Input:

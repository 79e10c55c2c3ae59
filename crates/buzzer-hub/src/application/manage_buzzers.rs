//! ManageBuzzers use case: the registry owner and the facade callers use.
//!
//! [`BuzzerManager`] ties the other parts together:
//!
//! - It asks a [`DeviceScanner`] for devices and merges the results into the
//!   [`DeviceRegistry`].
//! - It resolves device ids to snapshots and hands them to the
//!   [`CommunicationService`] for connect, disconnect, commands and renames.
//! - It runs an *event pump*: a background task that reads every
//!   [`CommunicationEvent`], applies it to the registry, and republishes it
//!   as a [`BuzzerEvent`] on a broadcast channel.
//!
//! # Event translation
//!
//! | Communication event                        | Domain event           |
//! |--------------------------------------------|------------------------|
//! | `MessageReceived` containing "press"       | `Pressed`              |
//! | `MessageReceived` (anything else)          | `Released`             |
//! | `StatusChanged` to `Connected`             | `Connected`            |
//! | `StatusChanged` to any other status        | `Disconnected`         |
//!
//! A status change is written to the registry before the domain event is
//! published, and the event carries the device name the registry holds at
//! that moment (`"Unknown"` for ids it does not know).
//!
//! # Why booleans? (for beginners)
//!
//! Every operation on the manager reports plain success or failure.  The
//! reason for a failure is logged where it happens (in the communication
//! layer), and the observable consequences (status changes) arrive as
//! events.  Callers such as a quiz UI only need to know whether to retry.

use std::sync::Arc;

use buzzer_core::{classify_message, BuzzerEvent, BuzzerEventKind, Device, DeviceId, DeviceStatus};
use chrono::Utc;
use tokio::sync::{broadcast, mpsc, Mutex};
use tokio::task::JoinHandle;
use tracing::{debug, info, trace, warn};

use super::device_registry::DeviceRegistry;
use crate::infrastructure::network::communication::{CommunicationEvent, CommunicationService};
use crate::infrastructure::network::discovery::DeviceScanner;

/// Default capacity of the domain event broadcast channel.
pub const DEFAULT_EVENT_CAPACITY: usize = 64;

/// Registry owner and entry point for discovery, sessions and events.
pub struct BuzzerManager {
    scanner: Arc<dyn DeviceScanner>,
    communication: Arc<CommunicationService>,
    registry: Arc<Mutex<DeviceRegistry>>,
    events: broadcast::Sender<BuzzerEvent>,
    pump: JoinHandle<()>,
}

impl BuzzerManager {
    /// Creates the manager and starts its event pump.
    ///
    /// `communication_events` is the receiver returned by
    /// [`CommunicationService::new`].  Must be called from within a Tokio
    /// runtime.
    pub fn new(
        scanner: Arc<dyn DeviceScanner>,
        communication: CommunicationService,
        communication_events: mpsc::Receiver<CommunicationEvent>,
        event_capacity: usize,
    ) -> Self {
        let registry = Arc::new(Mutex::new(DeviceRegistry::new()));
        let (events, _) = broadcast::channel(event_capacity.max(1));
        let pump = tokio::spawn(pump_events(
            communication_events,
            Arc::clone(&registry),
            events.clone(),
        ));

        Self {
            scanner,
            communication: Arc::new(communication),
            registry,
            events,
            pump,
        }
    }

    /// Subscribes to domain events emitted from now on.
    pub fn subscribe(&self) -> broadcast::Receiver<BuzzerEvent> {
        self.events.subscribe()
    }

    /// The session layer, e.g. for an inbound listener that reports messages.
    pub fn communication(&self) -> &CommunicationService {
        &self.communication
    }

    /// Runs a discovery sweep and merges the results into the registry.
    ///
    /// Returns every device found by this sweep.  A device that was already
    /// registered is returned as the registry holds it, so its id stays
    /// stable across sweeps.
    pub async fn discover(&self, name_filter: &str) -> Vec<Device> {
        let found = self.scanner.discover(name_filter).await;

        let mut registry = self.registry.lock().await;
        let before = registry.len();
        let batch: Vec<Device> = found.into_iter().map(|device| registry.merge(device)).collect();
        info!(
            "discovery returned {} device(s), {} new; {} known in total",
            batch.len(),
            registry.len() - before,
            registry.len()
        );
        batch
    }

    /// Connects to a registered device.
    ///
    /// Returns `false` without any network traffic for an unknown id.
    pub async fn connect(&self, id: DeviceId) -> bool {
        let device = {
            let mut registry = self.registry.lock().await;
            let Some(device) = registry.get(id).cloned() else {
                warn!("connect requested for unknown device {id}");
                return false;
            };
            registry.set_status(id, DeviceStatus::Connecting);
            device
        };

        let connected = self.communication.connect(&device).await.is_ok();
        self.sync_status(id).await;
        connected
    }

    /// Ends the session with a device.  Safe for unknown or idle devices.
    pub async fn disconnect(&self, id: DeviceId) {
        self.registry
            .lock()
            .await
            .set_status(id, DeviceStatus::Disconnected);
        self.communication.disconnect(id).await;
    }

    /// Sends a command to a connected device.
    pub async fn send_message(&self, id: DeviceId, action: &str) -> bool {
        let Some(device) = self.get(id).await else {
            debug!("command {action:?} for unknown device {id} dropped");
            return false;
        };
        self.communication.send_message(&device, action).await.is_ok()
    }

    /// Renames a connected device and, once the device accepts, the registry
    /// record.
    pub async fn set_name(&self, id: DeviceId, new_name: &str) -> bool {
        let Some(device) = self.get(id).await else {
            debug!("rename for unknown device {id} dropped");
            return false;
        };
        if self.communication.set_name(&device, new_name).await.is_err() {
            return false;
        }
        self.registry.lock().await.rename(id, new_name)
    }

    /// Snapshot of every registered device.
    pub async fn get_all(&self) -> Vec<Device> {
        self.registry.lock().await.all()
    }

    /// Snapshot of one registered device.
    pub async fn get(&self, id: DeviceId) -> Option<Device> {
        self.registry.lock().await.get(id).cloned()
    }

    /// Cancels every monitor loop and stops the event pump.
    pub async fn shutdown(&self) {
        self.communication.shutdown().await;
        self.pump.abort();
        info!("buzzer manager stopped");
    }

    /// Copies the session layer's tracked status into the registry.
    async fn sync_status(&self, id: DeviceId) {
        if let Some(status) = self.communication.status_of(id).await {
            self.registry.lock().await.set_status(id, status);
        }
    }
}

impl Drop for BuzzerManager {
    fn drop(&mut self) {
        self.pump.abort();
    }
}

// ── Event pump ────────────────────────────────────────────────────────────────

/// Applies communication events to the registry and republishes them.
///
/// Ends when every sender of the communication channel is gone.
async fn pump_events(
    mut rx: mpsc::Receiver<CommunicationEvent>,
    registry: Arc<Mutex<DeviceRegistry>>,
    events: broadcast::Sender<BuzzerEvent>,
) {
    while let Some(event) = rx.recv().await {
        let domain_event = {
            let mut registry = registry.lock().await;
            translate(&mut registry, event)
        };

        trace!(
            "{:?} event for {} ({})",
            domain_event.kind,
            domain_event.device_name,
            domain_event.device_id
        );
        if events.send(domain_event).is_err() {
            trace!("no subscriber for domain events");
        }
    }
    debug!("event pump stopped");
}

/// Applies one communication event to `registry` and builds its domain event.
fn translate(registry: &mut DeviceRegistry, event: CommunicationEvent) -> BuzzerEvent {
    match event {
        CommunicationEvent::MessageReceived { device_id, message } => {
            let kind = classify_message(&message);
            BuzzerEvent::new(device_id, registry.name_of(device_id), kind, Some(message))
        }
        CommunicationEvent::StatusChanged {
            device_id, current, ..
        } => {
            registry.set_status(device_id, current);
            let kind = if current == DeviceStatus::Connected {
                registry.touch(device_id, Utc::now());
                BuzzerEventKind::Connected
            } else {
                BuzzerEventKind::Disconnected
            };
            BuzzerEvent::new(device_id, registry.name_of(device_id), kind, None)
        }
    }
}

// ── Tests ─────────────────────────────────────────────────────────────────────
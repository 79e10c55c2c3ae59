//! The device record: one buzzer's identity and last known state.
//!
//! # Connection lifecycle (for beginners)
//!
//! A device moves through these states:
//!
//! ```text
//!                 connect()            probe "ok"
//! Disconnected ─────────────► Connecting ─────────► Connected
//!      ▲                          │                    │
//!      │                          │ probe failed       │ monitor poll failed
//!      │ disconnect()             ▼                    ▼
//!      └────────────────────── Error ◄─────────────────┘
//! ```
//!
//! No state is terminal: `Error` and `Disconnected` both recover through a
//! fresh connect attempt.

use std::fmt;
use std::net::{IpAddr, SocketAddr};

use chrono::{DateTime, Utc};
use serde::{Deserialize, Serialize};
use uuid::Uuid;

/// Unique identifier for a device, generated when the device is discovered.
pub type DeviceId = Uuid;

/// Port of the buzzer control endpoint when the device does not say otherwise.
pub const DEFAULT_PORT: u16 = 80;

/// Connectivity status of a device.
#[derive(Debug, Clone, Copy, PartialEq, Eq, Hash, Default, Serialize, Deserialize)]
pub enum DeviceStatus {
    /// No session; the initial state of every discovered device.
    #[default]
    Disconnected,
    /// A connect attempt is in flight.
    Connecting,
    /// The last health probe answered `"ok"`.
    Connected,
    /// The last connect attempt or monitor poll failed.
    Error,
}

impl fmt::Display for DeviceStatus {
    fn fmt(&self, f: &mut fmt::Formatter<'_>) -> fmt::Result {
        let label = match self {
            DeviceStatus::Disconnected => "disconnected",
            DeviceStatus::Connecting => "connecting",
            DeviceStatus::Connected => "connected",
            DeviceStatus::Error => "error",
        };
        f.write_str(label)
    }
}

/// A snapshot of one buzzer.
///
/// Devices are plain values.  The registry in the hub owns the authoritative
/// copy and hands out clones; nobody observes a `Device` changing underneath
/// them.
#[derive(Debug, Clone, PartialEq, Eq, Serialize, Deserialize)]
pub struct Device {
    pub id: DeviceId,
    /// Display name, as reported by the device's `device` status field.
    pub name: String,
    pub ip: IpAddr,
    /// Hardware address in lowercase hyphenated form (`aa-bb-cc-dd-ee-ff`).
    pub mac: String,
    pub port: u16,
    pub status: DeviceStatus,
    pub last_seen: DateTime<Utc>,
}

impl Device {
    /// Builds the record for a device that just answered a discovery probe.
    ///
    /// The id is freshly generated, the status starts at
    /// [`DeviceStatus::Disconnected`], and the hardware address is normalized.
    pub fn discovered(name: impl Into<String>, ip: IpAddr, raw_mac: Option<&str>) -> Self {
        Self {
            id: Uuid::new_v4(),
            name: name.into(),
            ip,
            mac: raw_mac.map(normalize_mac).unwrap_or_default(),
            port: DEFAULT_PORT,
            status: DeviceStatus::Disconnected,
            last_seen: Utc::now(),
        }
    }

    /// Address of the device's control endpoint.
    pub fn socket_addr(&self) -> SocketAddr {
        SocketAddr::new(self.ip, self.port)
    }

    /// Returns `true` when the device name starts with `prefix`, ignoring case.
    ///
    /// An empty prefix matches every device.
    pub fn name_matches(&self, prefix: &str) -> bool {
        let name = self.name.to_lowercase();
        name.starts_with(&prefix.to_lowercase())
    }
}

/// Normalizes a hardware address: lowercase, `:` replaced with `-`.
///
/// ```
/// assert_eq!(buzzer_core::normalize_mac("AA:BB:CC:DD:EE:FF"), "aa-bb-cc-dd-ee-ff");
/// ```
pub fn normalize_mac(raw: &str) -> String {
    raw.to_lowercase().replace(':', "-")
}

Work task: Which lines above run from the one containing "pub async fn set_name(&self, id: DeviceId, new_name: &str)" to the one containing "async fn sync_status(&self, id: DeviceId)"? Give them again exactly, both ends included.

Expected answer:
    pub async fn set_name(&self, id: DeviceId, new_name: &str) -> bool {
        let Some(device) = self.get(id).await else {
            debug!("rename for unknown device {id} dropped");
            return false;
        };
        if self.communication.set_name(&device, new_name).await.is_err() {
            return false;
        }
        self.registry.lock().await.rename(id, new_name)
    }

    /// Snapshot of every registered device.
    pub async fn get_all(&self) -> Vec<Device> {
        self.registry.lock().await.all()
    }

    /// Snapshot of one registered device.
    pub async fn get(&self, id: DeviceId) -> Option<Device> {
        self.registry.lock().await.get(id).cloned()
    }

    /// Cancels every monitor loop and stops the event pump.
    pub async fn shutdown(&self) {
        self.communication.shutdown().await;
        self.pump.abort();
        info!("buzzer manager stopped");
    }

    /// Copies the session layer's tracked status into the registry.
    async fn sync_status(&self, id: DeviceId) {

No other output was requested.